In the most prominent example, shares of US-listed GameStop surged over 1500 per cent last week as an army of retail day traders on Reddit forum WallStreetBets rushed to buy shares in order to create a “short squeeze” against major American hedge funds that had bet against the struggling company’s share price.
The trading frenzy in GameStop and other stocks put various trading platforms under immense financial pressure, most notably Robinhood, the commission free platform favoured by retail day traders in the US. Robinhood has since raised billions of dollars in fresh capital from its investors. One prominent US hedge fund, Melvin Capital, was forced to seek a $US2.8 billion capital injection from other funds after it was caught on the wrong side of the GameStop trade.
Mr Medcraft pointed to a range of policy responses that would work to provide better safeguards for both brokers and investors as well as providing greater transparency for smaller investors.
Loading
This would include altering a key element of how markets work by forcing traders to settle their purchases of shares on the same day they order them rather than the current system where people have two business days to ensure they have enough money in their settlement account and the debit occurs.
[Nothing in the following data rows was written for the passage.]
impl TryFrom<Versioned<ScheduleRow>> for Schedule {
    type Error = ServiceError;

    fn try_from(v: Versioned<ScheduleRow>) -> ServiceResult<Self> {
        const T: &str = ScheduleRow::TABLE;
        let row = v.row;
        let status = parse_enum(
            T,
            "status",
            &row.status,
            &[
                ScheduleStatus::Confirmed,
                ScheduleStatus::Pending,
                ScheduleStatus::Completed,
                ScheduleStatus::Cancelled,
            ],
            ScheduleStatus::as_str,
        )?;
        let details = PickupDetails {
            pickup_date: row.data_hora.date(),
            pickup_time: row.data_hora.time(),
            driver_name: row.motorista_nome,
            driver_document: DriverDocument::parse(&row.motorista_documento)?,
            vehicle_plate: VehiclePlate::parse(&row.placa)?,
            vehicle_type: row.tipo_veiculo,
            notes: row.observacoes,
        };
        let snapshot = ScheduleSnapshot {
            id: row.id,
            release_id: row.release_id,
            quantity: quantity(T, "quantidade", row.quantidade)?,
            details,
            status,
            created_by: row.created_by,
            updated_by: row.updated_by,
            cancel_reason: row.motivo_cancelamento,
            completed_by_loading: row.loading_id,
        };
        Ok(Schedule::from_snapshot(snapshot, v.version)?)
    }
}

// ---------------------------------------------------------------------------
// loadings
// ---------------------------------------------------------------------------

#[derive(Debug, Clone, PartialEq, Eq, Serialize, Deserialize)]
pub struct LoadingRow {
    pub id: LoadingId,
    pub release_id: ReleaseId,
    pub schedule_id: Option<ScheduleId>,
    pub product_id: ProductId,
    pub warehouse_id: WarehouseId,
    pub quantidade: Decimal,
    pub status: String,
    pub numero_nf: Option<String>,
    pub data_emissao_nf: Option<NaiveDate>,
    pub arquivo_nf: Option<String>,
    pub observacao_status: Option<String>,
    pub updated_by: Option<PrincipalId>,
    pub created_at: DateTime<Utc>,
    pub completed_at: Option<DateTime<Utc>>,
    #[serde(default)]
    pub reconciled_release: bool,
    #[serde(default)]
    pub reconciled_stock: bool,
    #[serde(default)]
    pub reconciled_schedule: bool,
}

impl Record for LoadingRow {
    const TABLE: &'static str = "loadings";

    fn record_id(&self) -> Uuid {
        self.id.into()
    }
}

impl From<LoadingSnapshot> for LoadingRow {
    fn from(s: LoadingSnapshot) -> Self {
        let (numero_nf, data_emissao_nf, arquivo_nf) = match s.invoice {
            Some(inv) => (Some(inv.number), Some(inv.date), Some(inv.file_ref)),
            None => (None, None, None),
        };
        Self {
            id: s.id,
            release_id: s.release_id,
            schedule_id: s.schedule_id,
            product_id: s.product_id,
            warehouse_id: s.warehouse_id,
            quantidade: s.planned_quantity.value(),
            status: s.status.as_str().to_string(),
            numero_nf,
            data_emissao_nf,
            arquivo_nf,
            observacao_status: s.status_note,
            updated_by: s.updated_by,
            created_at: s.opened_at,
            completed_at: s.completed_at,
            reconciled_release: s.reconciliation.release_withdrawn,
            reconciled_stock: s.reconciliation.stock_decremented,
            reconciled_schedule: s.reconciliation.schedule_completed,
        }
    }
}

impl LoadingRow {
    /// Rebuild the aggregate; photo counts come from the photo rows.
    pub fn into_loading(v: Versioned<LoadingRow>, photos: &[LoadingPhotoRow]) -> ServiceResult<Loading> {
        const T: &str = LoadingRow::TABLE;
        let row = v.row;
        let status = parse_enum(
            T,
            "status",
            &row.status,
            &[
                LoadingStatus::Waiting,
                LoadingStatus::InProgress,
                LoadingStatus::Completed,
                LoadingStatus::Cancelled,
            ],
            LoadingStatus::as_str,
        )?;
        let invoice = match (row.numero_nf, row.data_emissao_nf, row.arquivo_nf) {
            (Some(number), Some(date), Some(file_ref)) => Some(InvoiceDetails {
                number,
                date,
                file_ref,
            }),
            (None, None, None) => None,
            _ => return Err(invalid(T, format!("loading {} has partial invoice data", row.id))),
        };
        let photo_counts = photos
            .iter()
            .filter(|p| p.loading_id == row.id)
            .map(LoadingPhotoRow::evidence_type)
            .collect::<ServiceResult<PhotoCounts>>()?;

        let snapshot = LoadingSnapshot {
            id: row.id,
            release_id: row.release_id,
            schedule_id: row.schedule_id,
            product_id: row.product_id,
            warehouse_id: row.warehouse_id,
            planned_quantity: quantity(T, "quantidade", row.quantidade)?,
            status,
            photo_counts,
            invoice,
            status_note: row.observacao_status,
            updated_by: row.updated_by,
            opened_at: row.created_at,
            completed_at: row.completed_at,
            reconciliation: ReconciliationState {
                release_withdrawn: row.reconciled_release,
                stock_decremented: row.reconciled_stock,
                schedule_completed: row.reconciled_schedule,
            },
        };
        Ok(Loading::from_snapshot(snapshot, v.version)?)
    }
}

// ---------------------------------------------------------------------------
// loading_photos
// ---------------------------------------------------------------------------

#[derive(Debug, Clone, PartialEq, Eq, Serialize, Deserialize)]
pub struct LoadingPhotoRow {
    pub id: PhotoId,
    pub loading_id: LoadingId,
    pub tipo: String,
    pub url: String,
    pub uploaded_by: PrincipalId,
    pub created_at: DateTime<Utc>,
}

impl Record for LoadingPhotoRow {
    const TABLE: &'static str = "loading_photos";

    fn record_id(&self) -> Uuid {
        self.id.into()
    }
}

impl LoadingPhotoRow {
    pub fn new(
        id: PhotoId,
        loading_id: LoadingId,
        evidence_type: EvidenceType,
        url: impl Into<String>,
        uploaded_by: PrincipalId,
        created_at: DateTime<Utc>,
    ) -> Self {
        Self {
            id,
            loading_id,
            tipo: evidence_type.as_str().to_string(),
            url: url.into(),
            uploaded_by,
            created_at,
        }
    }

    pub fn evidence_type(&self) -> ServiceResult<EvidenceType> {
        parse_enum(
            Self::TABLE,
            "tipo",
            &self.tipo,
            &EvidenceType::ALL,
            EvidenceType::as_str,
        )
    }
}

// ---------------------------------------------------------------------------
// stock_balances
// ---------------------------------------------------------------------------

#[derive(Debug, Clone, PartialEq, Eq, Serialize, Deserialize)]
pub struct StockBalanceRow {
    pub id: StockBalanceId,
    pub product_id: ProductId,
    pub warehouse_id: WarehouseId,
    pub quantidade_atual: Decimal,
    pub updated_by: Option<PrincipalId>,
    pub updated_at: Option<DateTime<Utc>>,
    #[serde(default)]
    pub absorbed_loadings: Vec<LoadingId>,
}

impl Record for StockBalanceRow {
    const TABLE: &'static str = "stock_balances";

    fn record_id(&self) -> Uuid {
        self.id.into()
    }
}

impl From<StockBalanceSnapshot> for StockBalanceRow {
    fn from(s: StockBalanceSnapshot) -> Self {
        Self {
            id: s.id,
            product_id: s.product_id,
            warehouse_id: s.warehouse_id,
            quantidade_atual: s.current.value(),
            updated_by: s.updated_by,
            updated_at: s.updated_at,
            absorbed_loadings: s.absorbed_loadings.into_iter().collect(),
        }
    }
}

impl TryFrom<Versioned<StockBalanceRow>> for StockBalance {
    type Error = ServiceError;

    /// A negative stored balance is read as zero.
    fn try_from(v: Versioned<StockBalanceRow>) -> ServiceResult<Self> {
        let row = v.row;
        let current = Quantity::new(row.quantidade_atual).unwrap_or(Quantity::ZERO);
        let snapshot = StockBalanceSnapshot {
            id: row.id,
            product_id: row.product_id,
            warehouse_id: row.warehouse_id,
            current,
            updated_by: row.updated_by,
            updated_at: row.updated_at,
            absorbed_loadings: row.absorbed_loadings.into_iter().collect(),
        };
        Ok(StockBalance::from_snapshot(snapshot, v.version))
    }
}
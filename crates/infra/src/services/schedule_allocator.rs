use rust_decimal::Decimal;
use serde_json::Value as JsonValue;

use bulkyard_auth::{Permission, Principal, authorize, authorize_owner_or};
use bulkyard_core::{DomainError, LoadingId, Quantity, ReleaseId, ScheduleId};
use bulkyard_events::{EventBus, EventEnvelope};
use bulkyard_schedules::{
    CancelSchedule, CompleteSchedule, CreateSchedule, EditSchedule, PickupRequest, Schedule,
    ScheduleChanges, ScheduleCommand,
};

use super::{Context, SCHEDULE};
use crate::error::ServiceResult;
use crate::store::Filter;

/// Input for [`ScheduleAllocator::create_schedule`].
#[derive(Debug, Clone, PartialEq, Eq)]
pub struct NewSchedule {
    pub quantity: Decimal,
    pub pickup: PickupRequest,
}

/// Reserves release capacity for pickups.
pub struct ScheduleAllocator<'a, B> {
    ctx: &'a Context<B>,
}

impl<'a, B> ScheduleAllocator<'a, B>
where
    B: EventBus<EventEnvelope<JsonValue>>,
{
    pub(crate) fn new(ctx: &'a Context<B>) -> Self {
        Self { ctx }
    }

    pub fn create_schedule(
        &self,
        actor: &Principal,
        release_id: ReleaseId,
        request: NewSchedule,
    ) -> ServiceResult<Schedule> {
        authorize(actor, &Permission::SCHEDULES_CREATE)?;

        let committed = self.ctx.release_locks.with_lock(&release_id, || {
            let release = self.ctx.load_release(release_id)?;
            if release.is_cancelled() {
                return Err(DomainError::transition("release", release.status(), "scheduled").into());
            }
            let reserved = self.ctx.reserved_against(release_id, None)?;
            let schedule_id = ScheduleId::new();
            let command = ScheduleCommand::CreateSchedule(CreateSchedule {
                schedule_id,
                release_id,
                quantity: request.quantity,
                pickup: request.pickup,
                allowance: release.allocatable(reserved),
                today: self.ctx.clock.today(),
                created_by: actor.id(),
                occurred_at: self.ctx.clock.now(),
            });
            self.ctx.dispatcher.dispatch(
                &*self.ctx.stores.schedules,
                SCHEDULE,
                &Schedule::empty(schedule_id),
                &command,
            )
        })?;

        let schedule = committed.aggregate;
        tracing::info!(
            %release_id,
            schedule_id = %schedule.id_typed(),
            quantity = %schedule.quantity(),
            "schedule created"
        );
        Ok(schedule)
    }

    /// Apply `changes`; a new quantity is checked against the capacity left
    /// with this schedule's own reservation given back. The quantity is
    /// fixed once a loading has been opened from the schedule.
    pub fn edit_schedule(
        &self,
        actor: &Principal,
        schedule_id: ScheduleId,
        changes: ScheduleChanges,
    ) -> ServiceResult<Schedule> {
        let current = self.ctx.load_schedule(schedule_id)?;
        current.ensure_editable()?;
        let (release_id, owner) = match (current.release_id(), current.created_by()) {
            (Some(release_id), Some(owner)) => (release_id, owner),
            _ => return Err(DomainError::NotFound.into()),
        };
        authorize_owner_or(actor, owner, &Permission::SCHEDULES_MANAGE_ANY, "edit a schedule")?;

        let committed = self.ctx.release_locks.with_lock(&release_id, || {
            let schedule = self.ctx.load_schedule(schedule_id)?;
            let resized = changes
                .quantity
                .is_some_and(|q| Quantity::positive(q).ok() != Some(schedule.quantity()));
            if resized && self.ctx.has_open_loading(schedule_id)? {
                return Err(DomainError::transition("schedule", "in loading", "resized").into());
            }
            let release = self.ctx.load_release(release_id)?;
            let reserved = self.ctx.reserved_against(release_id, Some(schedule_id))?;
            let command = ScheduleCommand::EditSchedule(EditSchedule {
                schedule_id,
                changes,
                allowance: release.allocatable(reserved),
                today: self.ctx.clock.today(),
                updated_by: actor.id(),
                occurred_at: self.ctx.clock.now(),
            });
            self.ctx
                .dispatcher
                .dispatch(&*self.ctx.stores.schedules, SCHEDULE, &schedule, &command)
        })?;

        tracing::info!(%release_id, %schedule_id, quantity = %committed.aggregate.quantity(), "schedule edited");
        Ok(committed.aggregate)
    }

    pub fn cancel_schedule(
        &self,
        actor: &Principal,
        schedule_id: ScheduleId,
        reason: &str,
    ) -> ServiceResult<Schedule> {
        let release_id = self
            .ctx
            .load_schedule(schedule_id)?
            .release_id()
            .ok_or(DomainError::NotFound)?;

        let committed = self.ctx.release_locks.with_lock(&release_id, || {
            let schedule = self.ctx.load_schedule(schedule_id)?;
            let command = ScheduleCommand::CancelSchedule(CancelSchedule {
                schedule_id,
                reason: reason.to_string(),
                cancelled_by: actor.id(),
                occurred_at: self.ctx.clock.now(),
            });
            let decision = self.ctx.dispatcher.decide(&schedule, &command)?;
            let owner = schedule.created_by().ok_or(DomainError::NotFound)?;
            authorize_owner_or(actor, owner, &Permission::SCHEDULES_MANAGE_ANY, "cancel a schedule")?;
            // The loading withdraws the full schedule quantity when it completes.
            if self.ctx.has_open_loading(schedule_id)? {
                return Err(DomainError::transition("schedule", "in loading", "cancelled").into());
            }
            self.ctx
                .dispatcher
                .commit(&*self.ctx.stores.schedules, SCHEDULE, decision)
        })?;

        tracing::info!(
            %release_id,
            %schedule_id,
            released = %committed.aggregate.quantity(),
            "schedule cancelled"
        );
        Ok(committed.aggregate)
    }

    /// Mark the schedule fulfilled by `loading_id`. Repeats are no-ops.
    pub(crate) fn complete_schedule(&self, schedule_id: ScheduleId, loading_id: LoadingId) -> ServiceResult<Schedule> {
        self.ctx.with_retries("schedule.complete", || {
            let schedule = self.ctx.load_schedule(schedule_id)?;
            let command = ScheduleCommand::CompleteSchedule(CompleteSchedule {
                schedule_id,
                loading_id,
                occurred_at: self.ctx.clock.now(),
            });
            let committed = self
                .ctx
                .dispatcher
                .dispatch(&*self.ctx.stores.schedules, SCHEDULE, &schedule, &command)?;
            Ok(committed.aggregate)
        })
    }

    pub fn get(&self, schedule_id: ScheduleId) -> ServiceResult<Schedule> {
        self.ctx.load_schedule(schedule_id)
    }

    /// Every schedule of a release, by pickup date and time.
    pub fn schedules_for_release(&self, release_id: ReleaseId) -> ServiceResult<Vec<Schedule>> {
        let rows = self
            .ctx
            .stores
            .schedules
            .find(&Filter::all().eq("release_id", release_id))?;
        let mut schedules = rows
            .into_iter()
            .map(Schedule::try_from)
            .collect::<ServiceResult<Vec<_>>>()?;
        schedules.sort_by_key(|s| s.details().map(|d| (d.pickup_date, d.pickup_time)));
        Ok(schedules)
    }
}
“Same day versus two-day settlement would reduce size of settlement risk (ie, calls on capital) on parties like Robinhood,” Mr Medcraft said.
He suggested other policy responses could include low-level transaction taxes to reduce high speed trading (that is driven by sophisticated algorithms) that gives Wall Street a huge advantage over regular traders.
The OECD may also consider forcing hedge funds to disclose their short-selling positions and ending secret briefings between institutional investors and companies.
For retail shareholders, Mr Medcraft pointed to protections like financial literacy tests for traders and stopping companies like Robinhood from on-selling retail trader data to institutional firms.